One Baltimore #34, The Raid, Part 4


Up until now, no matter how much material I’ve had on a given topic, I’ve worked hard to trim it down to one or two columns. Not this time. There’s just too much story here, and each new layer has needed the previous ones in order to properly unfold.

In part one (, my anonymous interviewee explained how she went to BPD about someone on her block selling hard drugs and possibly running guns, only to find herself targeted by the police. In part two (, we watched the raid on her home play out, the cops threatening her and her family with guns, smashing up the place, and trying to turn her husband against her son. In part three (, amidst ongoing harassment, she went to Internal Affairs and the State’s Attorney, but found no help.

This week, we wrap things up as Anon and her family accept reimbursement for their expenses and try to move on. Doing so won’t cost much — just their voices.


Abby: So I guess at some point, you use your lawyer, yeah?

Anon: Well yeah, she and her partner were trying to get them [the officers involved in the raid] to send them information, trying to get them to give depositions, and Internal Affairs as well was supposedly getting the runaround, couldn’t get them to come in and give statements and blah, blah, blah. They dragged it out for three years, I guess hoping…

Abby: Most people give up by that point, I imagine.

Anon: Yeah. By that time, my husband had had it, and Trump got elected, and believe it or not, it has everything to do with why we wound up just settling the way we did, because then Jeff Sessions is an office. They’re threatening immigrants, my husband’s an immigrant.

We’re under the Consent Decree, but Sessions is saying, “I don’t give a shit, I don’t even believe in them.” Yeah, so it happened under Obama and we were in an ideal situation being put under a Consent Decree to actually have leverage, but the police dragged it out and dragged it out and dragged it out so that they wound up with the leverage.

So then my husband was like, “What if they dream up some reason to deport me, I can’t go through a deposition.” And we made the mistake of watching The Kalief Browder Story and saw what they did to him during his deposition and my son was like, “I can’t do it either, Mom, I just, I can’t… “ So I was the only one willing to do it and their lawyer was like, “If we don’t get depositions from all of them, we don’t want depositions from any of them,” so I couldn’t be the spokesperson.

They wanted to rake us over the freaking coals, and I wasn’t willing to sacrifice my family for that.

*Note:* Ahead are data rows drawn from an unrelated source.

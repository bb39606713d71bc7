//! TF-IDF vectorization over a small document set
//!
//! Follows scikit-learn's `TfidfVectorizer` defaults: tokens are runs of two or
//! more word characters, term frequency is the raw count, idf is smoothed as
//! `ln((1 + n) / (1 + df)) + 1`, and every row is L2-normalized. The vocabulary
//! is sorted alphabetically and column `j` of every row belongs to
//! `vocabulary[j]`.

use crate::error::{Result, ResumeScreenerError};
use regex::Regex;
use std::collections::{BTreeSet, HashMap};

pub struct TfidfVectorizer {
    token_regex: Regex,
}

#[derive(Debug, Clone, PartialEq)]
pub struct TfidfMatrix {
    vocabulary: Vec<String>,
    rows: Vec<Vec<f64>>,
}

impl TfidfVectorizer {
    pub fn new() -> Result<Self> {
        Ok(Self {
            token_regex: Regex::new(r"\b\w\w+\b")?,
        })
    }

    fn analyze(&self, document: &str) -> Vec<String> {
        let lowered = document.to_lowercase();
        self.token_regex
            .find_iter(&lowered)
            .map(|m| m.as_str().to_string())
            .collect()
    }

    /// Learn the vocabulary and idf weights of `documents` and return their
    /// weighted vectors.
    ///
    /// Fails with [`ResumeScreenerError::VectorizationFailed`] when no
    /// document contributes a single token.
    pub fn fit_transform(&self, documents: &[String]) -> Result<TfidfMatrix> {
        let tokenized: Vec<Vec<String>> = documents.iter().map(|d| self.analyze(d)).collect();

        let vocabulary: Vec<String> = tokenized
            .iter()
            .flatten()
            .cloned()
            .collect::<BTreeSet<_>>()
            .into_iter()
            .collect();

        if vocabulary.is_empty() {
            return Err(ResumeScreenerError::VectorizationFailed(
                "empty vocabulary; the documents may only contain stop words".to_string(),
            ));
        }

        let index: HashMap<&str, usize> = vocabulary
            .iter()
            .enumerate()
            .map(|(i, term)| (term.as_str(), i))
            .collect();

        let mut counts = Vec::with_capacity(tokenized.len());
        let mut document_frequency = vec![0usize; vocabulary.len()];

        for tokens in &tokenized {
            let mut term_counts: HashMap<usize, usize> = HashMap::new();
            for token in tokens {
                *term_counts.entry(index[token.as_str()]).or_insert(0) += 1;
            }
            for &column in term_counts.keys() {
                document_frequency[column] += 1;
            }
            counts.push(term_counts);
        }

        let n = documents.len() as f64;
        let idf: Vec<f64> = document_frequency
            .iter()
            .map(|&df| ((1.0 + n) / (1.0 + df as f64)).ln() + 1.0)
            .collect();

        let rows = counts
            .into_iter()
            .map(|term_counts| {
                let mut row = vec![0.0; vocabulary.len()];
                for (column, count) in term_counts {
                    row[column] = count as f64 * idf[column];
                }
                l2_normalize(&mut row);
                row
            })
            .collect();

        Ok(TfidfMatrix { vocabulary, rows })
    }
}

fn l2_normalize(row: &mut [f64]) {
    let norm = row.iter().map(|x| x * x).sum::<f64>().sqrt();
    if norm > 0.0 {
        row.iter_mut().for_each(|x| *x /= norm);
    }
}

impl TfidfMatrix {
    /// Feature names, alphabetically ordered
    pub fn vocabulary(&self) -> &[String] {
        &self.vocabulary
    }

    pub fn row(&self, document: usize) -> Option<&[f64]> {
        self.rows.get(document).map(Vec::as_slice)
    }

    /// Number of vectorized documents
    pub(crate) fn len(&self) -> usize {
        self.rows.len()
    }
}

/// Cosine similarity of two equally sized vectors; zero vectors score 0
pub fn cosine_similarity(a: &[f64], b: &[f64]) -> Result<f64> {
    if a.len() != b.len() {
        return Err(ResumeScreenerError::AnalysisFailed(format!(
            "Vector dimensions don't match: {} vs {}",
            a.len(),
            b.len()
        )));
    }

    let dot_product: f64 = a.iter().zip(b.iter()).map(|(x, y)| x * y).sum();
    let norm_a: f64 = a.iter().map(|x| x * x).sum::<f64>().sqrt();
    let norm_b: f64 = b.iter().map(|x| x * x).sum::<f64>().sqrt();

    if norm_a == 0.0 || norm_b == 0.0 {
        Ok(0.0)
    } else {
        Ok(dot_product / (norm_a * norm_b))
    }
}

So we started weighing the options and my lawyer was like, “I don’t know what to do without you guys giving depositions, ’cause they’re entitled to that,” and she’s like, “I’m going to push to at least get you the money you paid out back for your son going to therapy and you going to therapy and some of the things that they broke when they were up in your son’s room,” and I was like, “Fine, whatever.” And that’s how we wound up all having to sign a document that had a gag order at the end of it.

Abby: So, may I ask, how much was the settlement?

Anon: I wanna say it was like $15,000, and it was so weird because we were in there, their lawyer and my lawyer, and then this retired judge, you could tell he was like, an elitist, and he was like, “Well, I presume you could provide receipts if I wanted them..” So I was like, “Yeah, no I kept every receipt of every dime that I had to pay out.” And I’m like, “I also have pictures of what they did. I also have pictures of the real drug dealer. I also have lists of license plate numbers. You wanna see all that?” And he’s like, “That’s not necessary.” “Because a proper investigation was never done.” And he was like, “Uh, fine, whatever.”

So I was given the paper. I was the only one in the room and then I had to get my husband to sign it, I had to get my older son sign it, even though he wasn’t home at the time, and they made me have my younger son sign it and he’s still a minor.

Abby: And this was one of those that said you won’t say anything disparaging and you won’t talk about things that weren’t legally filed [which means absolutely nothing could be said, since this case hadn’t gotten to the point of legal filings]?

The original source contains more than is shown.